#### Entries shown
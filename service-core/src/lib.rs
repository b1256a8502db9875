//! service-core: Shared infrastructure for platform microservices.
pub mod config;
pub mod error;
pub mod middleware;
pub mod observability;
pub mod response;

pub use async_trait;
pub use axum;
pub use serde;
pub use serde_json;
pub use tokio;
pub use tower_http;
pub use tracing;
pub use validator;
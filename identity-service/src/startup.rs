//! Application assembly and lifecycle.
//!
//! `Application::build` does the full production wiring: database pool,
//! migrations, provider registry, rate limiters, listener. Tests inject an
//! in-memory store and mock providers through `build_with_state` and read the
//! bound port back with `port()`.

use std::net::SocketAddr;
use std::sync::Arc;

use service_core::error::AppError;
use service_core::middleware::rate_limit::create_ip_rate_limiter;
use tokio::net::TcpListener;
use tokio::signal;

use crate::config::IdentityConfig;
use crate::providers::{ProviderRegistry, RegisteredProviders};
use crate::services::{AuthService, IdentityStore, PostgresStore};
use crate::{build_router, AppState};

pub struct Application {
    port: u16,
    listener: TcpListener,
    state: AppState,
}

impl Application {
    pub async fn build(config: IdentityConfig) -> Result<Self, AppError> {
        crate::services::metrics::init_metrics();

        let pool = crate::db::create_pool(&config.database)
            .await
            .map_err(|e| AppError::DatabaseError(anyhow::Error::new(e)))?;
        crate::db::run_migrations(&pool)
            .await
            .map_err(|e| AppError::DatabaseError(anyhow::Error::new(e)))?;

        let store: Arc<dyn IdentityStore> = Arc::new(PostgresStore::new(pool));
        let registry = Arc::new(ProviderRegistry::new(config.auth.clone()));

        Self::bind(config, store, registry).await
    }

    /// Assembly with an injected store and a pre-seeded provider set. No
    /// database or provider adapters are constructed.
    pub async fn build_with_state(
        config: IdentityConfig,
        store: Arc<dyn IdentityStore>,
        providers: RegisteredProviders,
    ) -> Result<Self, AppError> {
        crate::services::metrics::init_metrics();

        let registry = Arc::new(ProviderRegistry::with_providers(
            config.auth.clone(),
            providers,
        ));

        Self::bind(config, store, registry).await
    }

    async fn bind(
        config: IdentityConfig,
        store: Arc<dyn IdentityStore>,
        registry: Arc<ProviderRegistry>,
    ) -> Result<Self, AppError> {
        let auth_service = AuthService::new(Arc::clone(&registry), Arc::clone(&store));

        let login_rate_limiter = create_ip_rate_limiter(
            config.rate_limit.login_attempts,
            config.rate_limit.login_window_seconds,
        );
        let register_rate_limiter = create_ip_rate_limiter(
            config.rate_limit.register_attempts,
            config.rate_limit.register_window_seconds,
        );
        let password_reset_rate_limiter = create_ip_rate_limiter(
            config.rate_limit.password_reset_attempts,
            config.rate_limit.password_reset_window_seconds,
        );
        let ip_rate_limiter = create_ip_rate_limiter(
            config.rate_limit.global_ip_limit,
            config.rate_limit.global_ip_window_seconds,
        );

        // Port 0 asks the OS for an ephemeral port; `port()` reports the
        // one actually bound.
        let address = format!("{}:{}", config.common.bind_address, config.common.port);
        let listener = TcpListener::bind(&address).await?;
        let port = listener.local_addr()?.port();

        let state = AppState {
            config,
            store,
            registry,
            auth_service,
            login_rate_limiter,
            register_rate_limiter,
            password_reset_rate_limiter,
            ip_rate_limiter,
        };

        Ok(Self {
            port,
            listener,
            state,
        })
    }

    pub fn port(&self) -> u16 {
        self.port
    }

    pub async fn run_until_stopped(self) -> Result<(), AppError> {
        let Application {
            listener, state, ..
        } = self;

        tracing::info!(
            address = %listener.local_addr()?,
            service = %state.config.service_name,
            version = %state.config.service_version,
            environment = ?state.config.environment,
            primary_provider = %state.config.auth.primary_provider,
            "Listening"
        );

        let app = build_router(state).await?;

        axum::serve(
            listener,
            app.into_make_service_with_connect_info::<SocketAddr>(),
        )
        .with_graceful_shutdown(shutdown_signal())
        .await?;

        tracing::info!("Service shutdown complete");
        Ok(())
    }
}

async fn shutdown_signal() {
    let ctrl_c = async {
        signal::ctrl_c()
            .await
            .expect("failed to install Ctrl+C handler");
    };

    #[cfg(unix)]
    let terminate = async {
        signal::unix::signal(signal::unix::SignalKind::terminate())
            .expect("failed to install signal handler")
            .recv()
            .await;
    };

    #[cfg(not(unix))]
    let terminate = std::future::pending::<()>();

    tokio::select! {
        _ = ctrl_c => {
            tracing::info!("Received SIGINT, starting graceful shutdown");
        },
        _ = terminate => {
            tracing::info!("Received SIGTERM, starting graceful shutdown");
        },
    }

    // Give in-flight requests time to complete
    tokio::time::sleep(tokio::time::Duration::from_secs(30)).await;
}
use serde::{Deserialize, Serialize};
use utoipa::ToSchema;
use uuid::Uuid;
use validator::Validate;

use crate::models::{AccountStatus, UserResponse};
use crate::providers::ProviderTokens;

/// Login accepts either a provider-issued id token or an email/password pair.
/// Which of the two shapes was supplied is checked by the auth service, not
/// the field validators.
#[derive(Debug, Deserialize, Validate, ToSchema)]
#[serde(rename_all = "camelCase")]
pub struct LoginRequest {
    #[schema(example = "eyJraWQiOiJjb2duaXRv...")]
    pub id_token: Option<String>,

    #[validate(email(message = "Invalid email format"))]
    #[schema(example = "user@example.com")]
    pub email: Option<String>,

    #[schema(example = "password123")]
    pub password: Option<String>,
}

#[derive(Debug, Deserialize, Validate, ToSchema)]
#[serde(rename_all = "camelCase")]
pub struct RegisterRequest {
    #[validate(email(message = "Invalid email format"))]
    #[schema(example = "user@example.com")]
    pub email: String,

    #[validate(length(min = 8, message = "Password must be at least 8 characters"))]
    #[schema(example = "password123", min_length = 8)]
    pub password: String,

    #[validate(length(min = 1, message = "First name is required"))]
    #[schema(example = "Maya")]
    pub first_name: String,

    #[validate(length(min = 1, message = "Last name is required"))]
    #[schema(example = "Lindqvist")]
    pub last_name: String,

    #[schema(example = "+46701234567")]
    pub phone_number: Option<String>,

    /// `client` (default) or `therapist`. Staff roles are provisioned
    /// internally and rejected here.
    #[schema(example = "client")]
    pub role: Option<String>,
}

#[derive(Debug, Deserialize, Validate, ToSchema)]
#[serde(rename_all = "camelCase")]
pub struct ConfirmRequest {
    #[validate(email(message = "Invalid email format"))]
    #[schema(example = "user@example.com")]
    pub email: String,

    #[validate(length(min = 1, message = "Confirmation code is required"))]
    #[schema(example = "123456")]
    pub confirmation_code: String,
}

#[derive(Debug, Deserialize, Validate, ToSchema)]
#[serde(rename_all = "camelCase")]
pub struct ResendCodeRequest {
    #[validate(email(message = "Invalid email format"))]
    #[schema(example = "user@example.com")]
    pub email: String,
}

#[derive(Debug, Deserialize, Validate, ToSchema)]
#[serde(rename_all = "camelCase")]
pub struct ForgotPasswordRequest {
    #[validate(email(message = "Invalid email format"))]
    #[schema(example = "user@example.com")]
    pub email: String,
}

#[derive(Debug, Deserialize, Validate, ToSchema)]
#[serde(rename_all = "camelCase")]
pub struct ResetPasswordRequest {
    #[validate(email(message = "Invalid email format"))]
    #[schema(example = "user@example.com")]
    pub email: String,

    #[validate(length(min = 1, message = "Reset code is required"))]
    #[schema(example = "123456")]
    pub code: String,

    #[validate(length(min = 8, message = "Password must be at least 8 characters"))]
    #[schema(example = "newpassword123", min_length = 8)]
    pub new_password: String,
}

#[derive(Debug, Deserialize, Validate, ToSchema)]
#[serde(rename_all = "camelCase")]
pub struct RefreshRequest {
    #[validate(length(min = 1, message = "Refresh token is required"))]
    #[schema(example = "eyJjdHkiOiJKV1Qi...")]
    pub refresh_token: String,
}

/// Token bundle as returned to clients, regardless of which provider minted
/// it.
#[derive(Debug, Clone, Serialize, ToSchema)]
#[serde(rename_all = "camelCase")]
pub struct TokenBundle {
    #[schema(example = "eyJraWQiOiJ...")]
    pub access_token: String,
    #[serde(skip_serializing_if = "Option::is_none")]
    pub id_token: Option<String>,
    #[serde(skip_serializing_if = "Option::is_none")]
    pub refresh_token: Option<String>,
    #[schema(example = 3600)]
    pub expires_in: i64,
    #[schema(example = "Bearer")]
    pub token_type: String,
}

impl From<ProviderTokens> for TokenBundle {
    fn from(tokens: ProviderTokens) -> Self {
        Self {
            access_token: tokens.access_token,
            id_token: tokens.id_token,
            refresh_token: tokens.refresh_token,
            expires_in: tokens.expires_in,
            token_type: tokens.token_type,
        }
    }
}

#[derive(Debug, Serialize, ToSchema)]
#[serde(rename_all = "camelCase")]
pub struct SessionResponse {
    pub user: UserResponse,
    pub tokens: TokenBundle,
}

#[derive(Debug, Serialize, ToSchema)]
#[serde(rename_all = "camelCase")]
pub struct RegisterResponse {
    #[schema(example = "550e8400-e29b-41d4-a716-446655440000")]
    pub user_id: Uuid,
}

#[derive(Debug, Serialize, ToSchema)]
#[serde(rename_all = "camelCase")]
pub struct RefreshResponse {
    pub tokens: TokenBundle,
}

#[derive(Debug, Serialize, ToSchema)]
#[serde(rename_all = "camelCase")]
pub struct TherapistStatusResponse {
    #[schema(example = "pending_verification")]
    pub status: AccountStatus,
    #[schema(example = false)]
    pub can_login: bool,
    #[schema(example = false)]
    pub is_verified: bool,
}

#### Activity
For every line of the records that has the word "required" in it, make a copy.

#### Answer to the exercise
    #[validate(length(min = 1, message = "First name is required"))]
    #[validate(length(min = 1, message = "Last name is required"))]
    #[validate(length(min = 1, message = "Confirmation code is required"))]
    #[validate(length(min = 1, message = "Reset code is required"))]
    #[validate(length(min = 1, message = "Refresh token is required"))]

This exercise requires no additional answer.